C’est dans une recherche, qu’a entrepris Johanne Collin, que la scientifique
examine l’influence que peuvent avoir les contextes social, culturel et
institutionnel, sur la prise de smart drugs par les étudiants, et tentera de
comprendre l’origine du besoin de « superperformance ». Elle affirme
que « [ceux qui consomment] sont peut-être le fruit de l’intériorisation
de l’idéal néolibéral axé sur l’hyperperformance et la productivité, […] qui
caractérise nos sociétés occidentales » (Forum, 2014, 5). En effet, les étudiants
se retrouvent de plus en plus sous la pression, la compétition est
omniprésente; ils considèrent donc tous les moyens qui peuvent les rendre plus
performants. Or, la prise d’amplificateurs cognitifs ou nootropes (smart drugs)
permet de rester éveiller longtemps, de rester vigilant et de garder une grande
concentration pour pouvoir étudier plus longtemps et améliorer les performances
scolaires. (Le pigeon dissident, 2014). Les étudiants sont aussi conscients
qu’ils vivront, à la fin de leurs études, des compétitions pour l’emploi.

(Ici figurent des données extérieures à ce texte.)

//! Audio file decoding using symphonia, tag reading using lofty.
//!
//! Supported formats: MP3, FLAC, OGG Vorbis, WAV/PCM, AAC (in MP4).

use std::fs::File;
use std::path::Path;
use std::time::Duration;

use symphonia::core::audio::SampleBuffer;
use symphonia::core::codecs::{CODEC_TYPE_NULL, Decoder, DecoderOptions};
use symphonia::core::errors::Error as SymphoniaError;
use symphonia::core::formats::{FormatOptions, FormatReader, SeekMode, SeekTo};
use symphonia::core::io::MediaSourceStream;
use symphonia::core::meta::MetadataOptions;
use symphonia::core::probe::Hint;
use symphonia::core::units::Time;

use crate::error::{Error, Result};
use crate::source::{MetadataKey, MetadataValue, TrackMetadata};

/// Extensions the file source accepts.
pub const ALLOWED_EXTENSIONS: &[&str] = &["mp3", "flac", "ogg", "wav", "m4a", "aac"];

/// Whether `path` has an allowed audio extension.
pub fn is_supported_extension(path: &Path) -> bool {
    path.extension()
        .and_then(|e| e.to_str())
        .is_some_and(|ext| {
            let lower = ext.to_ascii_lowercase();
            ALLOWED_EXTENSIONS.contains(&lower.as_str())
        })
}

/// Streaming decoder for one audio file.
pub struct AudioDecoder {
    reader: Box<dyn FormatReader>,
    decoder: Box<dyn Decoder>,
    track_id: u32,
    sample_rate: u32,
    channels: u16,
    duration: Option<Duration>,
    sample_buf: Option<SampleBuffer<f32>>,
}

impl AudioDecoder {
    /// Open a file for decoding.
    pub fn open(path: &Path) -> Result<Self> {
        let file = File::open(path)
            .map_err(|_| Error::not_found(path.display().to_string()))?;

        let mss = MediaSourceStream::new(Box::new(file), Default::default());

        let mut hint = Hint::new();
        if let Some(ext) = path.extension() {
            hint.with_extension(&ext.to_string_lossy());
        }

        let format_opts = FormatOptions {
            enable_gapless: true,
            ..Default::default()
        };
        let probed = symphonia::default::get_probe()
            .format(&hint, mss, &format_opts, &MetadataOptions::default())
            .map_err(|e| Error::invalid_argument(format!("unsupported format: {e}")))?;

        let reader = probed.format;
        let track = reader
            .tracks()
            .iter()
            .find(|t| t.codec_params.codec != CODEC_TYPE_NULL)
            .ok_or_else(|| Error::invalid_argument("no audio track found"))?;

        let track_id = track.id;
        let codec_params = track.codec_params.clone();

        let sample_rate = codec_params
            .sample_rate
            .ok_or_else(|| Error::invalid_argument("unknown sample rate"))?;
        let channels = codec_params.channels.map(|c| c.count() as u16).unwrap_or(2);

        let duration = codec_params
            .n_frames
            .map(|frames| Duration::from_secs_f64(frames as f64 / sample_rate as f64));

        let decoder = symphonia::default::get_codecs()
            .make(&codec_params, &DecoderOptions::default())
            .map_err(|e| Error::invalid_argument(format!("unsupported codec: {e}")))?;

        Ok(Self {
            reader,
            decoder,
            track_id,
            sample_rate,
            channels,
            duration,
            sample_buf: None,
        })
    }

    pub fn sample_rate(&self) -> u32 {
        self.sample_rate
    }

    pub fn channels(&self) -> u16 {
        self.channels
    }

    pub fn duration(&self) -> Option<Duration> {
        self.duration
    }

    /// Decode the next block of interleaved f32 samples at the native
    /// rate/channel count. `None` at end of stream.
    pub fn next_block(&mut self) -> Result<Option<Vec<f32>>> {
        loop {
            let packet = match self.reader.next_packet() {
                Ok(packet) => packet,
                Err(SymphoniaError::IoError(e))
                    if e.kind() == std::io::ErrorKind::UnexpectedEof =>
                {
                    return Ok(None);
                }
                Err(SymphoniaError::ResetRequired) => return Ok(None),
                Err(e) => return Err(Error::external(format!("demux error: {e}"))),
            };

            if packet.track_id() != self.track_id {
                continue;
            }

            match self.decoder.decode(&packet) {
                Ok(decoded) => {
                    let spec = *decoded.spec();
                    let frames = decoded.capacity() as u64;
                    let buf = self.sample_buf.get_or_insert_with(|| {
                        SampleBuffer::<f32>::new(frames, spec)
                    });
                    if buf.capacity() < decoded.capacity() * spec.channels.count() {
                        *buf = SampleBuffer::<f32>::new(frames, spec);
                    }
                    buf.copy_interleaved_ref(decoded);
                    return Ok(Some(buf.samples().to_vec()));
                }
                // Recoverable: skip the bad packet
                Err(SymphoniaError::DecodeError(e)) => {
                    tracing::debug!("skipping undecodable packet: {e}");
                    continue;
                }
                Err(e) => return Err(Error::external(format!("decode error: {e}"))),
            }
        }
    }

    /// Seek to an absolute position. Returns the actual landing position.
    pub fn seek(&mut self, position: Duration) -> Result<Duration> {
        let time = Time::from(position.as_secs_f64());
        let seeked = self
            .reader
            .seek(
                SeekMode::Accurate,
                SeekTo::Time {
                    time,
                    track_id: Some(self.track_id),
                },
            )
            .map_err(|e| Error::external(format!("seek failed: {e}")))?;
        self.decoder.reset();

        let landed = Duration::from_secs_f64(seeked.actual_ts as f64 / self.sample_rate as f64);
        Ok(landed)
    }
}

/// Read tag metadata for a file; absent tags stay absent (defaults are
/// substituted at the DTO boundary).
pub fn read_tags(path: &Path) -> TrackMetadata {
    use lofty::file::{AudioFile, TaggedFileExt};
    use lofty::prelude::Accessor;

    let mut meta = TrackMetadata::new();

    let tagged = match lofty::probe::Probe::open(path).and_then(|p| p.read()) {
        Ok(t) => t,
        Err(e) => {
            tracing::debug!(path = %path.display(), "tag read failed: {e}");
            if let Some(stem) = path.file_stem() {
                meta.set_text(MetadataKey::Title, stem.to_string_lossy());
            }
            return meta;
        }
    };

    let duration = tagged.properties().duration();
    if !duration.is_zero() {
        meta.set(
            MetadataKey::Duration,
            MetadataValue::Float(duration.as_secs_f64()),
        );
    }

    if let Some(tag) = tagged.primary_tag() {
        if let Some(title) = tag.title() {
            meta.set_text(MetadataKey::Title, title.as_ref());
        }
        if let Some(artist) = tag.artist() {
            meta.set_text(MetadataKey::Artist, artist.as_ref());
        }
        if let Some(album) = tag.album() {
            meta.set_text(MetadataKey::Album, album.as_ref());
        }
        if let Some(genre) = tag.genre() {
            meta.set_text(MetadataKey::Genre, genre.as_ref());
        }
        if let Some(year) = tag.year() {
            meta.set(MetadataKey::Year, MetadataValue::Integer(year as i64));
        }
        if let Some(track) = tag.track() {
            meta.set(MetadataKey::TrackNumber, MetadataValue::Integer(track as i64));
        }
    }

    // Filename fallback keeps the title invariant meaningful
    if !meta.contains(MetadataKey::Title) {
        if let Some(stem) = path.file_stem() {
            meta.set_text(MetadataKey::Title, stem.to_string_lossy());
        }
    }

    meta
}

#[cfg(test)]
mod tests {
    use super::*;
    use std::path::PathBuf;

    #[test]
    fn test_extension_allow_list() {
        assert!(is_supported_extension(Path::new("a.mp3")));
        assert!(is_supported_extension(Path::new("b.FLAC")));
        assert!(!is_supported_extension(Path::new("c.txt")));
        assert!(!is_supported_extension(Path::new("noext")));
    }

    #[test]
    fn test_open_missing_file_is_not_found() {
        let err = match AudioDecoder::open(Path::new("/definitely/not/here.mp3")) {
            Err(e) => e,
            Ok(_) => panic!("expected AudioDecoder::open to fail"),
        };
        assert_eq!(err.kind(), crate::error::ErrorKind::NotFound);
    }

    #[test]
    fn test_read_tags_untagged_file_uses_stem() {
        // A nonexistent path exercises the fallback branch
        let meta = read_tags(&PathBuf::from("/nowhere/my-song.mp3"));
        assert_eq!(meta.display_title(), "my-song");
    }
}
//! System statistics and the in-memory log buffer backing the
//! diagnostics endpoints.

use std::collections::VecDeque;
use std::sync::Arc;
use std::time::Instant;

use chrono::{DateTime, Duration as ChronoDuration, Utc};
use parking_lot::Mutex;
use sysinfo::System;
use tracing::Level;
use tracing_subscriber::layer::Context;
use tracing_subscriber::registry::LookupSpan;

use crate::error::{Error, Result};

/// System stats snapshot for the control surface.
#[derive(Debug, Clone, serde::Serialize)]
pub struct SystemStatsDto {
    pub cpu_percent: f32,
    pub ram_used_mb: u64,
    pub ram_total_mb: u64,
    pub disk_percent: f32,
    pub thread_count: usize,
    pub app_uptime_s: u64,
    pub system_uptime_s: u64,
    pub engine_state: String,
    pub temperature_c: Option<f32>,
}

/// Collects system stats. Refreshes are throttled by the caller (the
/// endpoint); sysinfo reads are cheap but not free.
pub struct SystemMonitor {
    system: Mutex<System>,
    started: Instant,
}

impl SystemMonitor {
    pub fn new() -> Self {
        Self {
            system: Mutex::new(System::new_all()),
            started: Instant::now(),
        }
    }

    pub fn stats(&self, engine_state: &str) -> SystemStatsDto {
        let mut system = self.system.lock();
        system.refresh_cpu_usage();
        system.refresh_memory();

        let disks = sysinfo::Disks::new_with_refreshed_list();
        let (disk_total, disk_available) = disks
            .iter()
            .fold((0u64, 0u64), |(total, available), disk| {
                (total + disk.total_space(), available + disk.available_space())
            });
        let disk_percent = if disk_total > 0 {
            100.0 * (disk_total - disk_available) as f32 / disk_total as f32
        } else {
            0.0
        };

        let temperature_c = sysinfo::Components::new_with_refreshed_list()
            .iter()
            .map(|c| c.temperature())
            .fold(None, |max: Option<f32>, t| {
                Some(max.map_or(t, |m| m.max(t)))
            });

        let thread_count = sysinfo::get_current_pid()
            .ok()
            .and_then(|pid| {
                system.refresh_processes(sysinfo::ProcessesToUpdate::Some(&[pid]));
                system
                    .process(pid)
                    .and_then(|p| p.tasks().map(|t| t.len()))
            })
            .unwrap_or(1);

        SystemStatsDto {
            cpu_percent: system.global_cpu_usage(),
            ram_used_mb: system.used_memory() / (1024 * 1024),
            ram_total_mb: system.total_memory() / (1024 * 1024),
            disk_percent,
            thread_count,
            app_uptime_s: self.started.elapsed().as_secs(),
            system_uptime_s: System::uptime(),
            engine_state: engine_state.to_string(),
            temperature_c,
        }
    }
}

impl Default for SystemMonitor {
    fn default() -> Self {
        Self::new()
    }
}

/// One captured log record.
#[derive(Debug, Clone, serde::Serialize)]
pub struct LogRecord {
    pub level: String,
    pub target: String,
    pub message: String,
    pub timestamp: DateTime<Utc>,
}

/// Logs response.
#[derive(Debug, Clone, serde::Serialize)]
pub struct SystemLogsDto {
    pub records: Vec<LogRecord>,
    pub total_buffered: usize,
}

const LOG_CAPACITY: usize = 10_000;

/// Bounded ring of recent log records, filled by a tracing layer.
#[derive(Default)]
pub struct LogBuffer {
    records: Mutex<VecDeque<LogRecord>>,
}

impl LogBuffer {
    pub fn new() -> Arc<Self> {
        Arc::new(Self::default())
    }

    fn push(&self, record: LogRecord) {
        let mut records = self.records.lock();
        if records.len() == LOG_CAPACITY {
            records.pop_front();
        }
        records.push_back(record);
    }

    /// Query buffered records, newest first.
    ///
    /// `level` filters at-or-above severity: "error" < "warning" < "info".
    pub fn query(
        &self,
        level: &str,
        limit: usize,
        max_age_minutes: Option<i64>,
    ) -> Result<SystemLogsDto> {
        if !(1..=10_000).contains(&limit) {
            return Err(Error::invalid_argument("limit must be 1-10000"));
        }
        let min_severity = match level.to_ascii_lowercase().as_str() {
            "info" => 2,
            "warning" => 1,
            "error" => 0,
            other => {
                return Err(Error::invalid_argument(format!("unknown log level: {other}")));
            }
        };
        let cutoff = max_age_minutes.map(|minutes| Utc::now() - ChronoDuration::minutes(minutes));

        let records = self.records.lock();
        let selected: Vec<LogRecord> = records
            .iter()
            .rev()
            .filter(|r| severity(&r.level) <= min_severity)
            .filter(|r| cutoff.is_none_or(|c| r.timestamp >= c))
            .take(limit)
            .cloned()
            .collect();

        Ok(SystemLogsDto {
            total_buffered: records.len(),
            records: selected,
        })
    }
}

fn severity(level: &str) -> u8 {
    match level {
        "ERROR" => 0,
        "WARN" => 1,
        _ => 2,
    }
}

/// Tracing layer that copies events into a [`LogBuffer`].
pub struct BufferLayer {
    buffer: Arc<LogBuffer>,
}

impl BufferLayer {
    pub fn new(buffer: Arc<LogBuffer>) -> Self {
        Self { buffer }
    }
}

impl<S> tracing_subscriber::Layer<S> for BufferLayer
where
    S: tracing::Subscriber + for<'a> LookupSpan<'a>,
{
    fn on_event(&self, event: &tracing::Event<'_>, _ctx: Context<'_, S>) {
        // Only keep info and above; debug/trace stay on stderr only
        let level = *event.metadata().level();
        if level > Level::INFO {
            return;
        }

        struct MessageVisitor(String);
        impl tracing::field::Visit for MessageVisitor {
            fn record_debug(&mut self, field: &tracing::field::Field, value: &dyn std::fmt::Debug) {
                if field.name() == "message" {
                    self.0 = format!("{value:?}");
                } else {
                    use std::fmt::Write;
                    let _ = write!(self.0, " {}={value:?}", field.name());
                }
            }
        }

        let mut visitor = MessageVisitor(String::new());
        event.record(&mut visitor);

        self.buffer.push(LogRecord {
            level: level.to_string(),
            target: event.metadata().target().to_string(),
            message: visitor.0.trim_start().to_string(),
            timestamp: Utc::now(),
        });
    }
}

#[cfg(test)]
mod tests {
    use super::*;

    fn record(level: &str, message: &str, age_minutes: i64) -> LogRecord {
        LogRecord {
            level: level.to_string(),
            target: "test".to_string(),
            message: message.to_string(),
            timestamp: Utc::now() - ChronoDuration::minutes(age_minutes),
        }
    }

    #[test]
    fn test_log_query_level_filter() {
        let buffer = LogBuffer::new();
        buffer.push(record("INFO", "started", 0));
        buffer.push(record("WARN", "slow", 0));
        buffer.push(record("ERROR", "broken", 0));

        assert_eq!(buffer.query("info", 100, None).unwrap().records.len(), 3);
        assert_eq!(buffer.query("warning", 100, None).unwrap().records.len(), 2);
        let errors = buffer.query("error", 100, None).unwrap();
        assert_eq!(errors.records.len(), 1);
        assert_eq!(errors.records[0].message, "broken");
    }

    #[test]
    fn test_log_query_validation() {
        let buffer = LogBuffer::new();
        assert!(buffer.query("info", 0, None).is_err());
        assert!(buffer.query("info", 10_001, None).is_err());
        assert!(buffer.query("verbose", 10, None).is_err());
    }

    #[test]
    fn test_log_query_max_age() {
        let buffer = LogBuffer::new();
        buffer.push(record("INFO", "old", 120));
        buffer.push(record("INFO", "fresh", 1));

        let recent = buffer.query("info", 100, Some(10)).unwrap();
        assert_eq!(recent.records.len(), 1);
        assert_eq!(recent.records[0].message, "fresh");
    }

    #[test]
    fn test_log_ring_bounded() {
        let buffer = LogBuffer::new();
        for i in 0..(LOG_CAPACITY + 50) {
            buffer.push(record("INFO", &format!("m{i}"), 0));
        }
        let all = buffer.query("info", 10_000, None).unwrap();
        assert_eq!(all.total_buffered, LOG_CAPACITY);
        // Newest first
        assert_eq!(all.records[0].message, format!("m{}", LOG_CAPACITY + 49));
    }

    #[test]
    fn test_monitor_produces_sane_numbers() {
        let monitor = SystemMonitor::new();
        let stats = monitor.stats("Running");
        assert!(stats.ram_total_mb > 0);
        assert!(stats.ram_used_mb <= stats.ram_total_mb);
        assert!((0.0..=100.0).contains(&stats.disk_percent));
        assert_eq!(stats.engine_state, "Running");
        assert!(stats.thread_count >= 1);
    }
}
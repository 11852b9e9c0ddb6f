//! Output fan-out: sinks that consume the mixed bus.
//!
//! Three variants share one contract and state machine: local device
//! playback, the HTTP PCM/WAV stream server and Google Cast. A transient
//! failure in one output never touches the others or the mixer; each
//! output owns its tap on the fan-out and cleans it up on stop/dispose.

pub mod cast;
pub mod http_stream;
pub mod local;

use std::sync::Arc;

use parking_lot::RwLock;

use crate::error::{Error, Result};
use crate::events::{EngineEvent, EventBus};

/// Output lifecycle state.
#[derive(Debug, Clone, Copy, PartialEq, Eq, Default, serde::Serialize)]
pub enum OutputState {
    #[default]
    Created,
    Initializing,
    Ready,
    /// Cast only: session being established
    Connecting,
    Streaming,
    Stopping,
    Stopped,
    Error,
    Disposed,
}

impl std::fmt::Display for OutputState {
    fn fmt(&self, f: &mut std::fmt::Formatter<'_>) -> std::fmt::Result {
        let s = match self {
            Self::Created => "Created",
            Self::Initializing => "Initializing",
            Self::Ready => "Ready",
            Self::Connecting => "Connecting",
            Self::Streaming => "Streaming",
            Self::Stopping => "Stopping",
            Self::Stopped => "Stopped",
            Self::Error => "Error",
            Self::Disposed => "Disposed",
        };
        f.write_str(s)
    }
}

impl OutputState {
    pub fn allows(self, to: OutputState) -> bool {
        use OutputState::*;
        match (self, to) {
            (Disposed, _) => false,
            (_, Disposed) => true,
            (Error, Initializing) => true,
            (Error, _) => false,
            (_, Error) => true,
            (Created, Initializing) => true,
            (Initializing, Ready) => true,
            (Ready, Streaming) | (Stopped, Streaming) => true,
            (Ready, Connecting) => true,
            (Connecting, Streaming) | (Connecting, Ready) => true,
            (Streaming, Stopping) => true,
            (Stopping, Stopped) | (Streaming, Stopped) => true,
            (Stopped, Ready) => true,
            _ => false,
        }
    }
}

/// Per-output state cell; publishes `OutputStateChanged` in order.
pub struct OutputStateCell {
    output_id: String,
    state: RwLock<OutputState>,
    bus: Arc<EventBus>,
}

impl OutputStateCell {
    pub fn new(output_id: impl Into<String>, bus: Arc<EventBus>) -> Self {
        Self {
            output_id: output_id.into(),
            state: RwLock::new(OutputState::Created),
            bus,
        }
    }

    pub fn get(&self) -> OutputState {
        *self.state.read()
    }

    pub fn transition(&self, to: OutputState, operation: &str) -> Result<OutputState> {
        let mut guard = self.state.write();
        let previous = *guard;
        if previous == OutputState::Disposed {
            return Err(Error::AlreadyDisposed);
        }
        if !previous.allows(to) {
            return Err(Error::illegal_state(operation, previous));
        }
        *guard = to;
        drop(guard);

        tracing::debug!(
            target: "output::events",
            output = %self.output_id,
            "{previous} -> {to} ({operation})"
        );
        self.bus.publish(EngineEvent::OutputStateChanged {
            output_id: self.output_id.clone(),
            previous,
            new: to,
        });
        Ok(previous)
    }

    pub fn fail(&self, error: &Error) {
        let mut guard = self.state.write();
        let previous = *guard;
        if previous == OutputState::Disposed || previous == OutputState::Error {
            return;
        }
        *guard = OutputState::Error;
        drop(guard);

        tracing::warn!(output = %self.output_id, "output entered Error: {error}");
        self.bus.publish(EngineEvent::OutputStateChanged {
            output_id: self.output_id.clone(),
            previous,
            new: OutputState::Error,
        });
    }

    pub fn dispose(&self) -> bool {
        let mut guard = self.state.write();
        let previous = *guard;
        if previous == OutputState::Disposed {
            return false;
        }
        *guard = OutputState::Disposed;
        drop(guard);
        self.bus.publish(EngineEvent::OutputStateChanged {
            output_id: self.output_id.clone(),
            previous,
            new: OutputState::Disposed,
        });
        true
    }

    pub fn output_id(&self) -> &str {
        &self.output_id
    }

    pub fn bus(&self) -> &Arc<EventBus> {
        &self.bus
    }
}

/// The contract shared by all output variants.
pub trait Output: Send + Sync {
    fn id(&self) -> &str;
    fn name(&self) -> &str;
    fn state(&self) -> OutputState;

    fn initialize(&self) -> Result<()>;
    /// Begin consuming the mixed stream (Ready/Stopped -> Streaming).
    fn start(&self) -> Result<()>;
    /// Stop consuming. Stopping an output that is not streaming logs a
    /// warning and succeeds.
    fn stop(&self) -> Result<()>;
    fn dispose(&self) -> Result<()>;

    fn volume(&self) -> f32;
    fn set_volume(&self, volume: f32) -> Result<()>;
    fn muted(&self) -> bool;
    fn set_muted(&self, muted: bool) -> Result<()>;
}

#[cfg(test)]
mod tests {
    use super::*;

    const ALL: [OutputState; 9] = [
        OutputState::Created,
        OutputState::Initializing,
        OutputState::Ready,
        OutputState::Connecting,
        OutputState::Streaming,
        OutputState::Stopping,
        OutputState::Stopped,
        OutputState::Error,
        OutputState::Disposed,
    ];

    #[test]
    fn test_happy_path() {
        use OutputState::*;
        assert!(Created.allows(Initializing));
        assert!(Initializing.allows(Ready));
        assert!(Ready.allows(Streaming));
        assert!(Streaming.allows(Stopping));
        assert!(Stopping.allows(Stopped));
        assert!(Stopped.allows(Streaming));
        assert!(Stopped.allows(Ready));
    }

    #[test]
    fn test_connecting_bridges_ready_and_streaming() {
        use OutputState::*;
        assert!(Ready.allows(Connecting));
        assert!(Connecting.allows(Streaming));
        assert!(Connecting.allows(Ready));
        assert!(!Created.allows(Connecting));
    }

    #[test]
    fn test_disposed_terminal() {
        for to in ALL {
            assert!(!OutputState::Disposed.allows(to));
        }
    }

    #[test]
    fn test_cell_publishes() {
        let bus = Arc::new(EventBus::new());
        let rx = bus.subscribe();
        let cell = OutputStateCell::new("local", bus);
        cell.transition(OutputState::Initializing, "initialize").unwrap();
        cell.transition(OutputState::Ready, "initialize").unwrap();
        let count = rx.try_iter().count();
        assert_eq!(count, 2);
    }
}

Raison de plus pour performer au maximum et tenter d’atteindre des résultats
scolaires parfaits.
De
plus, les deux articles tournent autour d’un seul et même débat, celui de l’utilisation
de smart drugs uniquement comme traitements médicaux de maladies ou plutôt comme
amplificateur du potentiel mental pour mieux performer. Les partisans du
recours à ces drogues affirment que cet usage serait avantageux à l’ensemble de
la société car il permettrait que tous les individus aient de meilleures
chances de réussite et il serait contre-logique d’être défavorable à
l’amélioration des facultés humaines. Mais d’autres personnes rejettent l’idée
précédente car cette utilisation serait une forme de tricherie et ils soutiennent
qu’aucune recherche scientifique, n’ait, à ce jour, démontré exactement
l’efficacité de ces produits sur les non-malades, même si les effets
indésirables sur les consommateurs semblent bien présents (Forum, 2014 et Le
pigeon dissident, 2014).
Bref,
l’analyse de la consommation de smart drugs chez les étudiants mérite d’être
approfondie. À mon avis, en plus de tous les problèmes évoqués, la consommation
de ces produits provoquera de la discrimination entre ceux qui sont capables financièrement,
et qui acceptent, de se procurer la
drogue et ceux qui ne le sont pas. J’exagère peut-être en disant que
l’université (re)deviendra accessible uniquement à certains étudiants. Il
serait quand même important de se questionner sur les effets d’une acceptation
potentiellement générale de cette pratique.
Dupuis,
Marie-Josée. 2004. Renouveau syndical: proposition de redéfinition du projet
syndical pour une plus grande légitimité des syndicats en tant que
représentants de tous les travailleurs, CRIMT, Montréal, 29p.
Martin
Lasalle. (2014). Smart Drugs chez les étudiants : symptôme de la société
de performance?. Forum, semaine du 17
novembre.
Xavier
Morand-Bock. (2014). Dopage mental. Le
pigeon dissident, volume 38, numéro 4.